* _WHAT THIS TASK INVOLVES_
Examine each line of the data, and copy the ones containing "BadRequest".

RECORDS below:

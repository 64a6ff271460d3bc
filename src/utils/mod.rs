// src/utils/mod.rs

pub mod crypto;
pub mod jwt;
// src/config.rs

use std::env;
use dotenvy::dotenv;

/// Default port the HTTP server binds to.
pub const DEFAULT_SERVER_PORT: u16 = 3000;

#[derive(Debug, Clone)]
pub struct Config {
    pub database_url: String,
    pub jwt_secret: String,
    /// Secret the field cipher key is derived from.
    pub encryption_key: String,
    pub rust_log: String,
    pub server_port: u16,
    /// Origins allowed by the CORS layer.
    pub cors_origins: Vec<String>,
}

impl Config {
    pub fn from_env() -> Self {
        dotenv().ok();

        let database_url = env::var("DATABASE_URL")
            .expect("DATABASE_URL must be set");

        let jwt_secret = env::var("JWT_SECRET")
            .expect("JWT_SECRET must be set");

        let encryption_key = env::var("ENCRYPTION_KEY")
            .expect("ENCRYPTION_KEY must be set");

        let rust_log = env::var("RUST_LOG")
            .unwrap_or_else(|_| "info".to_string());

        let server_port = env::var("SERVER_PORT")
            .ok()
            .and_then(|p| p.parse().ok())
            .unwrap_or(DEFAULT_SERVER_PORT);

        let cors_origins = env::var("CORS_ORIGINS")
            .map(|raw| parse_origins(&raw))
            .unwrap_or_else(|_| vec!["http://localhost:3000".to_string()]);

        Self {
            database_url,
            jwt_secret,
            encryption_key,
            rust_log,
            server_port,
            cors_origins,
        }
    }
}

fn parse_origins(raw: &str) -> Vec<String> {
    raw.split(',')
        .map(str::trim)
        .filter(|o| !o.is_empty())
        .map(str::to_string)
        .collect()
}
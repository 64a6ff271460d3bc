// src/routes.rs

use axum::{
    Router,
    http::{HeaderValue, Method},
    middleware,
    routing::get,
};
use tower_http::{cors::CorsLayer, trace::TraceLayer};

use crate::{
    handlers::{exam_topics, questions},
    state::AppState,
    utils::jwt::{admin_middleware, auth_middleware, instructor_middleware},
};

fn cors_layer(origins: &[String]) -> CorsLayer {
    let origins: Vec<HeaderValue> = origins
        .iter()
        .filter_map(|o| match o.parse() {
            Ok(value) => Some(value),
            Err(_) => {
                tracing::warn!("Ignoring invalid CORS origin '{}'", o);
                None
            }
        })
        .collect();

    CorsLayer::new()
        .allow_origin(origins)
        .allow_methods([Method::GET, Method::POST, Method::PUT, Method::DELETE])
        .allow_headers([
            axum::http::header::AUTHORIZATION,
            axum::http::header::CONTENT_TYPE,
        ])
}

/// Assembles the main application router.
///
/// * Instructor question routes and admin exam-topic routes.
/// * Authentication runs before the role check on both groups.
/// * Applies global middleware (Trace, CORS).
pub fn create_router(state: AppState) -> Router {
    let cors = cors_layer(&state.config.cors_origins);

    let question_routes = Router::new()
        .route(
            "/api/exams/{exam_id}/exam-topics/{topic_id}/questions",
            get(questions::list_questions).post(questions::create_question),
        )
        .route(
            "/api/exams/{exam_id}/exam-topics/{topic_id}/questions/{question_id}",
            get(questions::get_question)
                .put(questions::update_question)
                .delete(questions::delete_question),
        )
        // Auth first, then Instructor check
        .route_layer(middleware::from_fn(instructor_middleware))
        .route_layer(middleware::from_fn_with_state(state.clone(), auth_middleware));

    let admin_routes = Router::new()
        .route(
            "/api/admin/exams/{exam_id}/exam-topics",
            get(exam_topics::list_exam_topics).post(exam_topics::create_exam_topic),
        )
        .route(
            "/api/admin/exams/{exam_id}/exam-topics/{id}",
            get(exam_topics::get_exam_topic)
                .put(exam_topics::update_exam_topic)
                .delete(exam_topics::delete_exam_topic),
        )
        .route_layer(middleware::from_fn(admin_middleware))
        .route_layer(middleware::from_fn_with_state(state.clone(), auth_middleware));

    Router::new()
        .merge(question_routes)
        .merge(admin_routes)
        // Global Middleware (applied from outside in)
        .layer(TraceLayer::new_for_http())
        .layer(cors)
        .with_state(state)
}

End of RECORDS.
RECORDS below:

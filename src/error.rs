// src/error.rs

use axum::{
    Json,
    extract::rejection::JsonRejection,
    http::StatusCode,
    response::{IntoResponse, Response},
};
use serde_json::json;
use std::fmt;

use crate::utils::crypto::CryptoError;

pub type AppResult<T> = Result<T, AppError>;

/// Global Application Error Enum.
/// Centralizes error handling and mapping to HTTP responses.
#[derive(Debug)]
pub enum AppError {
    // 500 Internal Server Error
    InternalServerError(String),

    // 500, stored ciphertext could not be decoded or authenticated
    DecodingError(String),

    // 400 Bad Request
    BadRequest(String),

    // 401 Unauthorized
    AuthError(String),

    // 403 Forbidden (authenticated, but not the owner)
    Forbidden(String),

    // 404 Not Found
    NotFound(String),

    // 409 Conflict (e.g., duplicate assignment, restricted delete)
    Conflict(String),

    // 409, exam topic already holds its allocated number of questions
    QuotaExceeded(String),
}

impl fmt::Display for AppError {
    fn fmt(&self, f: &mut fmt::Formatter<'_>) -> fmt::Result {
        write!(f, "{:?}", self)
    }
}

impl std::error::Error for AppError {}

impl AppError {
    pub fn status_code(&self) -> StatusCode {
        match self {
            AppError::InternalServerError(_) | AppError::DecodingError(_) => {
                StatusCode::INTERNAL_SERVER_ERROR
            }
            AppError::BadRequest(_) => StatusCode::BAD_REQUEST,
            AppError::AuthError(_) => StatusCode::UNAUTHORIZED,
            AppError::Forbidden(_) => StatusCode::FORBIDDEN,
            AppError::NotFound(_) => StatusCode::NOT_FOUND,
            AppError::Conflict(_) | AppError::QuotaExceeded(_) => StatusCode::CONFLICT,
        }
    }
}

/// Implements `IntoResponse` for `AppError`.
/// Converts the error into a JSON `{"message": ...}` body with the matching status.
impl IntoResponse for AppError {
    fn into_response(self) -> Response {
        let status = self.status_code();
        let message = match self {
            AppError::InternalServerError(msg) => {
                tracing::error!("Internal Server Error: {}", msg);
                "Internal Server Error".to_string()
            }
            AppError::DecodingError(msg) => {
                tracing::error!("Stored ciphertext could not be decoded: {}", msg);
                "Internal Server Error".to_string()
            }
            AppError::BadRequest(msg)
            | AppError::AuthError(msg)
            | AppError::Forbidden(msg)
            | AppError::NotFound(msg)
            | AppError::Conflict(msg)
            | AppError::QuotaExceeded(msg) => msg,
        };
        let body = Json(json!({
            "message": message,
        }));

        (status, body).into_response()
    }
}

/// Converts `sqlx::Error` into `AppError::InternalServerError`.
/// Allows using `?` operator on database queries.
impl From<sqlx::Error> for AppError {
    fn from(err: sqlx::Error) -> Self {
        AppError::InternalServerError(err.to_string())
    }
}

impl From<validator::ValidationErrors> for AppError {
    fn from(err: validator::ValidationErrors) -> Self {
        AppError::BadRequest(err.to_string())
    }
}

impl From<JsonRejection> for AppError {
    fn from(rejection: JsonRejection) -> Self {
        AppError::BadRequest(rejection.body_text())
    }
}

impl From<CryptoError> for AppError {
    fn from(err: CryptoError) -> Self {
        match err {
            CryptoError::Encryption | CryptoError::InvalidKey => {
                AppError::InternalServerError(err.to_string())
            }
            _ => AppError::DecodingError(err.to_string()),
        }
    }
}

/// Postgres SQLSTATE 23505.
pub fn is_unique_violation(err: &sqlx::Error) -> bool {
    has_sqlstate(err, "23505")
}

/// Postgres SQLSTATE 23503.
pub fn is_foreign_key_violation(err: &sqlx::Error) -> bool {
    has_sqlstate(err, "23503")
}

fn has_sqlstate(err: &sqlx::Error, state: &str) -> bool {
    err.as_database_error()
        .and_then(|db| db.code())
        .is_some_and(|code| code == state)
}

End of RECORDS.

* _RESPONSE AREA_
    BadRequest(String),
            AppError::BadRequest(_) => StatusCode::BAD_REQUEST,
            AppError::BadRequest(msg)
        AppError::BadRequest(err.to_string())
        AppError::BadRequest(rejection.body_text())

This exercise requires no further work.